**About this task**.
When you reach the line with "# Session Configuration" in the data below, begin printing lines exactly, and stop once the line with "a plain error." has been printed.

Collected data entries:
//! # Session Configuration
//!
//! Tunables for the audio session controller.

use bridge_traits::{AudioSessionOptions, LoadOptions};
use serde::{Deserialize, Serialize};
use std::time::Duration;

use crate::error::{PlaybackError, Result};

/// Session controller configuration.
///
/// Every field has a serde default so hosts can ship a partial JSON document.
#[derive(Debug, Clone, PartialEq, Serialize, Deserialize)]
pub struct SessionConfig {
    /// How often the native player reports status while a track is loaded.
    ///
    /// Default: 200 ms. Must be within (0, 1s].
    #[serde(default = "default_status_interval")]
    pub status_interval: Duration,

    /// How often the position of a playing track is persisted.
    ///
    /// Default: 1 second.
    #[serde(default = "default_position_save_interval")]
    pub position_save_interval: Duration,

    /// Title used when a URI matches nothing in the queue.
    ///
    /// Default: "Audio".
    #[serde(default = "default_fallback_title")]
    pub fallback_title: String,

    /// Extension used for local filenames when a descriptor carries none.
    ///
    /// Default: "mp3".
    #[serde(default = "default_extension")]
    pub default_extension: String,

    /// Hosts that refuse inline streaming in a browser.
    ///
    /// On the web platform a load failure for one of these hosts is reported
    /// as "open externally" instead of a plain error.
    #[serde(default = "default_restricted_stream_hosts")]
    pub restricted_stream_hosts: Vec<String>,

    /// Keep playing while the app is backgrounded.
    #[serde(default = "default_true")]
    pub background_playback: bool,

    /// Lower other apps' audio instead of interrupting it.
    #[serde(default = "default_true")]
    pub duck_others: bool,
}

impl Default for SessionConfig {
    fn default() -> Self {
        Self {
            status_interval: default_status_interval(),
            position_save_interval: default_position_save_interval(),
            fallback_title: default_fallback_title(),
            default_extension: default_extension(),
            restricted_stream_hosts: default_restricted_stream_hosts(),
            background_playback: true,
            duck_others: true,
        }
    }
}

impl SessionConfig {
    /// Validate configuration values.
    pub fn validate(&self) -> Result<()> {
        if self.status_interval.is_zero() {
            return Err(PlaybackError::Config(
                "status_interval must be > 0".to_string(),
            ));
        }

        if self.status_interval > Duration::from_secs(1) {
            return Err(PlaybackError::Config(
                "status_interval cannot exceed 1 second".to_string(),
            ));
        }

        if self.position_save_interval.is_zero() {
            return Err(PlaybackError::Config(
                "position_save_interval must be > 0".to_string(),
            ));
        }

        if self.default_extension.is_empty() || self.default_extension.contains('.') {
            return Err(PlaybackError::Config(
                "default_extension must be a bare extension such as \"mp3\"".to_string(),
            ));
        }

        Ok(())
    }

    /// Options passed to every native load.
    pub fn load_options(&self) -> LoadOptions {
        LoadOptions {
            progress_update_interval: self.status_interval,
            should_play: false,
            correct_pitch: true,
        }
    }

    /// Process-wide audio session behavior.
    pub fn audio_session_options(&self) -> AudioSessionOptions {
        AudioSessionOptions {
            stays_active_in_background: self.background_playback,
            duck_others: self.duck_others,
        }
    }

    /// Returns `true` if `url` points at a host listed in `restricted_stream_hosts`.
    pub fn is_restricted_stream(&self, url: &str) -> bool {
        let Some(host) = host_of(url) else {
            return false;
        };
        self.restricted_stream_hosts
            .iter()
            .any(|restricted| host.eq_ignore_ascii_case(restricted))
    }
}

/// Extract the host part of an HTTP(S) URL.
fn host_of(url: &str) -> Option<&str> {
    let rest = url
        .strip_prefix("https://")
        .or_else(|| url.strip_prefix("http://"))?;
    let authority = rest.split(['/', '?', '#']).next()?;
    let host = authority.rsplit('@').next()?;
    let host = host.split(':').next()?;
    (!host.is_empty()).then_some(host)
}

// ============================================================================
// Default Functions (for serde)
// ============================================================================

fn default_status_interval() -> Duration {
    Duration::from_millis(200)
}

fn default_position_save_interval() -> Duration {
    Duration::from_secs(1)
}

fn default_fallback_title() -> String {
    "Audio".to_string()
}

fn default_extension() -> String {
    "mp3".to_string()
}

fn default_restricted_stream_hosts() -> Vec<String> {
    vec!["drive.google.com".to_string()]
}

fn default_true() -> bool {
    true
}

---

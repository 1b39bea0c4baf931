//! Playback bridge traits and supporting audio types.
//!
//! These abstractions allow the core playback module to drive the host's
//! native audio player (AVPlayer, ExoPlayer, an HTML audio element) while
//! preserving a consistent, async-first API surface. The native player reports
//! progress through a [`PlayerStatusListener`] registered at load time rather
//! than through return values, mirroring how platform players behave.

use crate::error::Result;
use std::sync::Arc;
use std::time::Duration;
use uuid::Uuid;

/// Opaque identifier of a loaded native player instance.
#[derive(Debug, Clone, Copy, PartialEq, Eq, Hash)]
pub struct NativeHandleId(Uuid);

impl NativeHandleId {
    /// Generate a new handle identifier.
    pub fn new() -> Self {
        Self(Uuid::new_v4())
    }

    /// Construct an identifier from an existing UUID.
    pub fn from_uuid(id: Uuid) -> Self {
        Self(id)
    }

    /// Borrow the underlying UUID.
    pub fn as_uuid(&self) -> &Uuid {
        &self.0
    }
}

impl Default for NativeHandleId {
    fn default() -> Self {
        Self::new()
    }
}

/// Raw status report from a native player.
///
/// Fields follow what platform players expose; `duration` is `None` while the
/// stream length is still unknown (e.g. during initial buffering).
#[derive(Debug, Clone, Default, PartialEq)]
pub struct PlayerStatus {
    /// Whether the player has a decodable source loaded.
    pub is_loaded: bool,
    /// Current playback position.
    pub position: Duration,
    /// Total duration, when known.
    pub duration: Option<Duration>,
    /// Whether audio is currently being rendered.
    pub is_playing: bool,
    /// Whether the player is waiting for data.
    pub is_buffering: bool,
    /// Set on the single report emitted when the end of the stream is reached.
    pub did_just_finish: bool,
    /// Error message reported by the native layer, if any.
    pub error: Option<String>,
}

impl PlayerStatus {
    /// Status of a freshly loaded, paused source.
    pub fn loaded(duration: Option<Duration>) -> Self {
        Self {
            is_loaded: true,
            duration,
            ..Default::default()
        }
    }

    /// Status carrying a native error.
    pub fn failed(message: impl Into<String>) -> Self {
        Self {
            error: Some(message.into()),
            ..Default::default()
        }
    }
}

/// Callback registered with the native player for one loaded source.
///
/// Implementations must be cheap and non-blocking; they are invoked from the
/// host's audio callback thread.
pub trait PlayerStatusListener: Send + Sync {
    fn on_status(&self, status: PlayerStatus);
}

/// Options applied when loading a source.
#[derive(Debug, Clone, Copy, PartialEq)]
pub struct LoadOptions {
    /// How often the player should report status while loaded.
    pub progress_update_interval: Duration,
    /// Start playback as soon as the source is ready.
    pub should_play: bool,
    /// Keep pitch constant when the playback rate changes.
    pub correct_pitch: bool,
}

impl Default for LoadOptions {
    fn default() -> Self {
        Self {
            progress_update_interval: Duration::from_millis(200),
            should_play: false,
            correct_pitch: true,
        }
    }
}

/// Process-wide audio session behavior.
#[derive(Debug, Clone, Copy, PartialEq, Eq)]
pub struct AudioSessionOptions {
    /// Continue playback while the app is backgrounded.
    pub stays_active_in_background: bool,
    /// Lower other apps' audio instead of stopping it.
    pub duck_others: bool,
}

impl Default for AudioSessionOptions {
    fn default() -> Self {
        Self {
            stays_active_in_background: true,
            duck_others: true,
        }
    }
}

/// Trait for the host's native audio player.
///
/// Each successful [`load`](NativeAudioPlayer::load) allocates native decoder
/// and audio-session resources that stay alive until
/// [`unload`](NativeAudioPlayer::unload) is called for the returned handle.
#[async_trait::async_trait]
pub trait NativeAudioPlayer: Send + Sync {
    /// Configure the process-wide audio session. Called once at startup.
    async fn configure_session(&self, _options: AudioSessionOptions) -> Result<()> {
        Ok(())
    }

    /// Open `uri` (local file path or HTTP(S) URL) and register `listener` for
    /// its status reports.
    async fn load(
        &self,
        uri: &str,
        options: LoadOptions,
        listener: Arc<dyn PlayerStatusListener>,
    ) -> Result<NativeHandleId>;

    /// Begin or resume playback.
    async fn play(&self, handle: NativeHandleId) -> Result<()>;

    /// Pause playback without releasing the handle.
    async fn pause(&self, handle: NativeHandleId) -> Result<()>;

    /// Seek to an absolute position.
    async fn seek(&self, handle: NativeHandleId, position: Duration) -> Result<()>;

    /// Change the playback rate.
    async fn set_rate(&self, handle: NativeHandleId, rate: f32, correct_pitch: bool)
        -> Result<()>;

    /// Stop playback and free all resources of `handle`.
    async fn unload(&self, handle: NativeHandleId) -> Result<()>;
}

**Result for this task**.
//! # Session Configuration
//!
//! Tunables for the audio session controller.

use bridge_traits::{AudioSessionOptions, LoadOptions};
use serde::{Deserialize, Serialize};
use std::time::Duration;

use crate::error::{PlaybackError, Result};

/// Session controller configuration.
///
/// Every field has a serde default so hosts can ship a partial JSON document.
#[derive(Debug, Clone, PartialEq, Serialize, Deserialize)]
pub struct SessionConfig {
    /// How often the native player reports status while a track is loaded.
    ///
    /// Default: 200 ms. Must be within (0, 1s].
    #[serde(default = "default_status_interval")]
    pub status_interval: Duration,

    /// How often the position of a playing track is persisted.
    ///
    /// Default: 1 second.
    #[serde(default = "default_position_save_interval")]
    pub position_save_interval: Duration,

    /// Title used when a URI matches nothing in the queue.
    ///
    /// Default: "Audio".
    #[serde(default = "default_fallback_title")]
    pub fallback_title: String,

    /// Extension used for local filenames when a descriptor carries none.
    ///
    /// Default: "mp3".
    #[serde(default = "default_extension")]
    pub default_extension: String,

    /// Hosts that refuse inline streaming in a browser.
    ///
    /// On the web platform a load failure for one of these hosts is reported
    /// as "open externally" instead of a plain error.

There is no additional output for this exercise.